» **Records provided**:

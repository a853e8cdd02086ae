//! Neighbor prefetch: two slots (previous / next) decoded on background threads.
//!
//! Flow:
//!   1. `request_load(dir, path, gen)` → slot becomes `Loading(gen)` → thread
//!      classifies + decodes to RGBA
//!   2. on completion the thread stores `Ready(gen)` only if the slot still is
//!      `Loading` for the same generation and path; anything else is dropped
//!   3. `consume(dir, gen, path)` hands a matching `Ready` payload to the
//!      display path and empties the slot
//!
//! Only plain stills are prefetched. Animations need a transcode and videos
//! are streamed, both too costly to run speculatively.

use std::path::{Path, PathBuf};
use std::sync::Arc;
use std::thread::{self, JoinHandle};

use image::GenericImageView;
use parking_lot::Mutex;
use tracing::{debug, trace, warn};

use crate::classify::{Classifier, MediaKind};
use crate::config::{ext_of, Config};
use crate::error::DecodeError;

/// Decoded image: raw RGBA pixels ready for display.
#[derive(Clone, PartialEq, Eq)]
pub struct DecodedImage {
    pub rgba: Vec<u8>,
    pub width: u32,
    pub height: u32,
}

impl DecodedImage {
    pub fn from_file(path: &Path) -> Result<Self, DecodeError> {
        let img = image::open(path).map_err(|source| DecodeError::Image {
            path: path.to_path_buf(),
            source,
        })?;
        let (width, height) = img.dimensions();
        Ok(DecodedImage {
            rgba: img.into_rgba8().into_raw(),
            width,
            height,
        })
    }
}

impl std::fmt::Debug for DecodedImage {
    fn fmt(&self, f: &mut std::fmt::Formatter<'_>) -> std::fmt::Result {
        write!(f, "DecodedImage({}x{})", self.width, self.height)
    }
}

/// Still-image decoder used for both prefetch and the inline cache-miss path.
pub trait ImageDecoder: Send + Sync + 'static {
    fn decode(&self, path: &Path) -> Result<DecodedImage, DecodeError>;
}

/// Decodes through the `image` crate.
#[derive(Clone, Copy, Debug, Default)]
pub struct RgbaDecoder;

impl ImageDecoder for RgbaDecoder {
    fn decode(&self, path: &Path) -> Result<DecodedImage, DecodeError> {
        DecodedImage::from_file(path)
    }
}

#[derive(Clone, Copy, PartialEq, Eq, Hash, Debug)]
pub enum Direction {
    Prev,
    Next,
}

impl Direction {
    pub fn opposite(self) -> Self {
        match self {
            Direction::Prev => Direction::Next,
            Direction::Next => Direction::Prev,
        }
    }

    pub fn name(self) -> &'static str {
        match self {
            Direction::Prev => "prev",
            Direction::Next => "next",
        }
    }

    fn slot(self) -> usize {
        match self {
            Direction::Prev => 0,
            Direction::Next => 1,
        }
    }
}

/// State of one neighbor slot. The path is the identity check: a payload is
/// only ever handed out for the file it was decoded from.
#[derive(Clone, Debug, Default, PartialEq, Eq)]
pub enum SlotState {
    #[default]
    Empty,
    Loading {
        generation: u64,
        path: PathBuf,
    },
    Ready {
        generation: u64,
        path: PathBuf,
        image: Arc<DecodedImage>,
    },
    /// Invalidated by a cursor move with nothing new requested.
    Stale,
}

impl SlotState {
    pub fn generation(&self) -> Option<u64> {
        match self {
            SlotState::Loading { generation, .. } | SlotState::Ready { generation, .. } => {
                Some(*generation)
            }
            SlotState::Empty | SlotState::Stale => None,
        }
    }

    pub fn is_ready(&self) -> bool {
        matches!(self, SlotState::Ready { .. })
    }

    fn is_loading(&self, generation: u64, path: &Path) -> bool {
        matches!(self, SlotState::Loading { generation: g, path: p } if *g == generation && p == path)
    }
}

/// What happened to a background load.
#[derive(Clone, Copy, PartialEq, Eq, Debug)]
pub enum LoadOutcome {
    /// Stored as `Ready`.
    Stored,
    /// The slot moved on before the decode finished; result dropped.
    Discarded,
    /// Not a still image after probing; slot emptied.
    Skipped,
    /// Decode failed; slot emptied.
    Failed,
}

/// A background load in flight. Dropping it detaches the thread; joining
/// returns what happened to the result.
pub struct PrefetchTask {
    pub direction: Direction,
    pub generation: u64,
    pub path: PathBuf,
    handle: JoinHandle<LoadOutcome>,
}

impl PrefetchTask {
    pub fn is_finished(&self) -> bool {
        self.handle.is_finished()
    }

    pub fn join(self) -> LoadOutcome {
        self.handle.join().unwrap_or(LoadOutcome::Failed)
    }
}

pub struct PrefetchCache {
    slots: [Arc<Mutex<SlotState>>; 2],
    classifier: Classifier,
    config: Arc<Config>,
    decoder: Arc<dyn ImageDecoder>,
}

impl PrefetchCache {
    pub fn new(config: Arc<Config>, decoder: Arc<dyn ImageDecoder>) -> Self {
        PrefetchCache {
            slots: [
                Arc::new(Mutex::new(SlotState::Empty)),
                Arc::new(Mutex::new(SlotState::Empty)),
            ],
            classifier: Classifier::new(config.clone()),
            config,
            decoder,
        }
    }

    fn slot(&self, direction: Direction) -> &Arc<Mutex<SlotState>> {
        &self.slots[direction.slot()]
    }

    /// Start decoding `path` into the `direction` slot for `generation`.
    ///
    /// Returns `None` when no decode was started: the extension can never be
    /// a still (slot goes `Stale`), or the slot already holds this very file
    /// (re-tagged with the new generation).
    pub fn request_load(
        &self,
        direction: Direction,
        path: &Path,
        generation: u64,
    ) -> Option<PrefetchTask> {
        if !self.config.is_still_ext(&ext_of(path)) {
            *self.slot(direction).lock() = SlotState::Stale;
            return None;
        }

        {
            let mut state = self.slot(direction).lock();
            if let SlotState::Ready { path: p, image, .. } = &*state {
                if p == path {
                    let image = image.clone();
                    *state = SlotState::Ready {
                        generation,
                        path: path.to_path_buf(),
                        image,
                    };
                    trace!("prefetch: {} kept {}", direction.name(), path.display());
                    return None;
                }
            }
            *state = SlotState::Loading {
                generation,
                path: path.to_path_buf(),
            };
        }

        let slot = self.slot(direction).clone();
        let classifier = self.classifier.clone();
        let decoder = self.decoder.clone();
        let owned = path.to_path_buf();

        let spawned = thread::Builder::new()
            .name(format!("prefetch-{}", direction.name()))
            .spawn(move || load(&slot, &classifier, decoder.as_ref(), &owned, generation));

        match spawned {
            Ok(handle) => Some(PrefetchTask {
                direction,
                generation,
                path: path.to_path_buf(),
                handle,
            }),
            Err(e) => {
                warn!("prefetch: failed to spawn loader: {}", e);
                let mut state = self.slot(direction).lock();
                if state.is_loading(generation, path) {
                    *state = SlotState::Empty;
                }
                None
            }
        }
    }

    /// Mark a slot as invalidated, e.g. when there is no neighbor.
    pub fn invalidate(&self, direction: Direction) {
        *self.slot(direction).lock() = SlotState::Stale;
    }

    /// Take the payload if the slot is `Ready` for exactly this generation
    /// and path. Generation and readiness are checked under one lock.
    pub fn consume(
        &self,
        direction: Direction,
        generation: u64,
        path: &Path,
    ) -> Option<Arc<DecodedImage>> {
        let mut state = self.slot(direction).lock();
        match &*state {
            SlotState::Ready {
                generation: g,
                path: p,
                image,
            } if *g == generation && p == path => {
                let image = image.clone();
                *state = SlotState::Empty;
                Some(image)
            }
            _ => None,
        }
    }

    /// Put an already decoded still into a slot, used for the image the
    /// cursor just left.
    pub fn seed(&self, direction: Direction, generation: u64, path: &Path, image: Arc<DecodedImage>) {
        *self.slot(direction).lock() = SlotState::Ready {
            generation,
            path: path.to_path_buf(),
            image,
        };
    }

    pub fn state(&self, direction: Direction) -> SlotState {
        self.slot(direction).lock().clone()
    }

    pub fn clear(&self) {
        for slot in &self.slots {
            *slot.lock() = SlotState::Empty;
        }
    }
}

/// Body of a prefetch thread.
fn load(
    slot: &Mutex<SlotState>,
    classifier: &Classifier,
    decoder: &dyn ImageDecoder,
    path: &Path,
    generation: u64,
) -> LoadOutcome {
    if !matches!(classifier.classify(path), Ok(MediaKind::StillImage)) {
        let mut state = slot.lock();
        if state.is_loading(generation, path) {
            *state = SlotState::Empty;
            return LoadOutcome::Skipped;
        }
        return LoadOutcome::Discarded;
    }

    let decoded = decoder.decode(path);

    let mut state = slot.lock();
    if !state.is_loading(generation, path) {
        debug!(
            "prefetch: dropped stale gen {} {} (slot now {:?})",
            generation,
            path.display(),
            state.generation()
        );
        return LoadOutcome::Discarded;
    }

    match decoded {
        Ok(img) => {
            trace!("prefetch: stored gen {} {}", generation, path.display());
            *state = SlotState::Ready {
                generation,
                path: path.to_path_buf(),
                image: Arc::new(img),
            };
            LoadOutcome::Stored
        }
        Err(e) => {
            debug!("prefetch: {}", e);
            *state = SlotState::Empty;
            LoadOutcome::Failed
        }
    }
}
//! Media classification by extension, with a content probe for png.

use std::fs::File;
use std::io::{self, Read};
use std::path::Path;
use std::sync::Arc;

use tracing::debug;

use crate::config::{ext_of, Config};
use crate::error::ClassifyError;

/// Animation control chunk type. Its presence near the head of a png marks
/// an APNG.
pub const ANIMATION_MARKER: &[u8; 4] = b"acTL";

#[derive(Clone, Copy, PartialEq, Eq, Hash, Debug)]
pub enum MediaKind {
    StillImage,
    AnimatedImage,
    Video,
}

impl MediaKind {
    pub fn name(&self) -> &'static str {
        match self {
            MediaKind::StillImage => "still",
            MediaKind::AnimatedImage => "animated",
            MediaKind::Video => "video",
        }
    }
}

#[derive(Clone, Debug)]
pub struct Classifier {
    config: Arc<Config>,
}

impl Classifier {
    pub fn new(config: Arc<Config>) -> Self {
        Classifier { config }
    }

    /// Decide the kind of `path`. png is the only extension that needs its
    /// content read; everything else is settled by the extension sets, with
    /// the animation set taking precedence.
    pub fn classify(&self, path: &Path) -> Result<MediaKind, ClassifyError> {
        let ext = ext_of(path);
        let animation = self.config.is_animation_ext(&ext);
        let still = self.config.is_still_ext(&ext);

        if ext == "png" && (animation || still) {
            let kind = if animation && self.probe_png(path) {
                MediaKind::AnimatedImage
            } else {
                MediaKind::StillImage
            };
            return Ok(kind);
        }
        if animation {
            return Ok(MediaKind::AnimatedImage);
        }
        if still {
            return Ok(MediaKind::StillImage);
        }
        if self.config.is_video_ext(&ext) {
            return Ok(MediaKind::Video);
        }
        Err(ClassifyError::UnsupportedKind(path.to_path_buf()))
    }

    /// Extension-only check, no file access.
    pub fn is_supported(&self, path: &Path) -> bool {
        self.config.is_supported(&ext_of(path))
    }

    fn probe_png(&self, path: &Path) -> bool {
        match File::open(path).and_then(|f| is_animated_png(f, self.config.probe_window)) {
            Ok(animated) => animated,
            Err(e) => {
                debug!("classify: probe failed for {}: {}", path.display(), e);
                false
            }
        }
    }
}

/// Read up to `window` bytes from `reader` and look for the animation marker.
/// Short inputs are probed as-is.
pub fn is_animated_png<R: Read>(reader: R, window: usize) -> io::Result<bool> {
    let mut head = Vec::with_capacity(window);
    reader.take(window as u64).read_to_end(&mut head)?;
    Ok(contains_marker(&head))
}

pub fn contains_marker(bytes: &[u8]) -> bool {
    bytes.windows(ANIMATION_MARKER.len()).any(|w| w == ANIMATION_MARKER)
}

#[cfg(test)]
mod tests {
    use super::*;
    use std::io::Cursor;

    fn classifier() -> Classifier {
        Classifier::new(Arc::new(Config::default()))
    }

    fn png_head(with_marker_at: Option<usize>, len: usize) -> Vec<u8> {
        let mut bytes = vec![0u8; len];
        bytes[..8].copy_from_slice(b"\x89PNG\r\n\x1a\n");
        if let Some(at) = with_marker_at {
            bytes[at..at + 4].copy_from_slice(ANIMATION_MARKER);
        }
        bytes
    }

    // ── is_animated_png ─────────────────────────────────────────────────

    #[test]
    fn marker_inside_window() {
        let bytes = png_head(Some(37), 8192);
        assert!(is_animated_png(Cursor::new(bytes), 4096).unwrap());
    }

    #[test]
    fn marker_straddling_window_end_is_missed() {
        let bytes = png_head(Some(4094), 8192);
        assert!(!is_animated_png(Cursor::new(bytes), 4096).unwrap());
    }

    #[test]
    fn marker_after_window_is_missed() {
        let bytes = png_head(Some(5000), 8192);
        assert!(!is_animated_png(Cursor::new(bytes), 4096).unwrap());
    }

    #[test]
    fn short_input_is_not_an_error() {
        assert!(!is_animated_png(Cursor::new(b"\x89PNG".to_vec()), 4096).unwrap());
        assert!(!is_animated_png(Cursor::new(Vec::new()), 4096).unwrap());
        assert!(is_animated_png(Cursor::new(b"xxacTL".to_vec()), 4096).unwrap());
    }

    #[test]
    fn contains_marker_edges() {
        assert!(contains_marker(b"acTL"));
        assert!(!contains_marker(b"acT"));
        assert!(!contains_marker(b"ACTL"));
    }

    // ── classify ────────────────────────────────────────────────────────

    #[test]
    fn classify_by_extension() {
        let dir = tempfile::tempdir().unwrap();
        let c = classifier();
        for (name, kind) in [
            ("a.jpg", MediaKind::StillImage),
            ("a.JPEG", MediaKind::StillImage),
            ("a.gif", MediaKind::AnimatedImage),
            ("a.mp4", MediaKind::Video),
            ("a.webm", MediaKind::Video),
            ("a.avi", MediaKind::Video),
        ] {
            let p = dir.path().join(name);
            std::fs::write(&p, b"x").unwrap();
            assert_eq!(c.classify(&p).unwrap(), kind, "{}", name);
        }
    }

    #[test]
    fn classify_png_by_content() {
        let dir = tempfile::tempdir().unwrap();
        let still = dir.path().join("still.png");
        let anim = dir.path().join("anim.png");
        std::fs::write(&still, png_head(None, 600)).unwrap();
        std::fs::write(&anim, png_head(Some(37), 600)).unwrap();

        let c = classifier();
        assert_eq!(c.classify(&still).unwrap(), MediaKind::StillImage);
        assert_eq!(c.classify(&anim).unwrap(), MediaKind::AnimatedImage);
    }

    #[test]
    fn unreadable_png_counts_as_still() {
        let dir = tempfile::tempdir().unwrap();
        let missing = dir.path().join("gone.png");
        assert_eq!(classifier().classify(&missing).unwrap(), MediaKind::StillImage);
    }

    #[test]
    fn png_only_in_animation_set_falls_back_to_still() {
        let cfg = Config {
            still_extensions: vec!["jpg".into()],
            ..Config::default()
        };
        let c = Classifier::new(Arc::new(cfg));
        let dir = tempfile::tempdir().unwrap();
        let p = dir.path().join("plain.png");
        std::fs::write(&p, png_head(None, 100)).unwrap();
        assert_eq!(c.classify(&p).unwrap(), MediaKind::StillImage);
    }

    #[test]
    fn unknown_extension_is_unsupported() {
        let c = classifier();
        let err = c.classify(Path::new("/tmp/readme.txt")).unwrap_err();
        assert!(matches!(err, ClassifyError::UnsupportedKind(_)));
        assert!(c.classify(Path::new("/tmp/noext")).is_err());
    }
}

» **Instructions for the task**: Lines that contain "payload" should be pulled from the entries above and reported.

» **Solution to the exercise**:
//!   3. `consume(dir, gen, path)` hands a matching `Ready` payload to the
/// State of one neighbor slot. The path is the identity check: a payload is
    /// Take the payload if the slot is `Ready` for exactly this generation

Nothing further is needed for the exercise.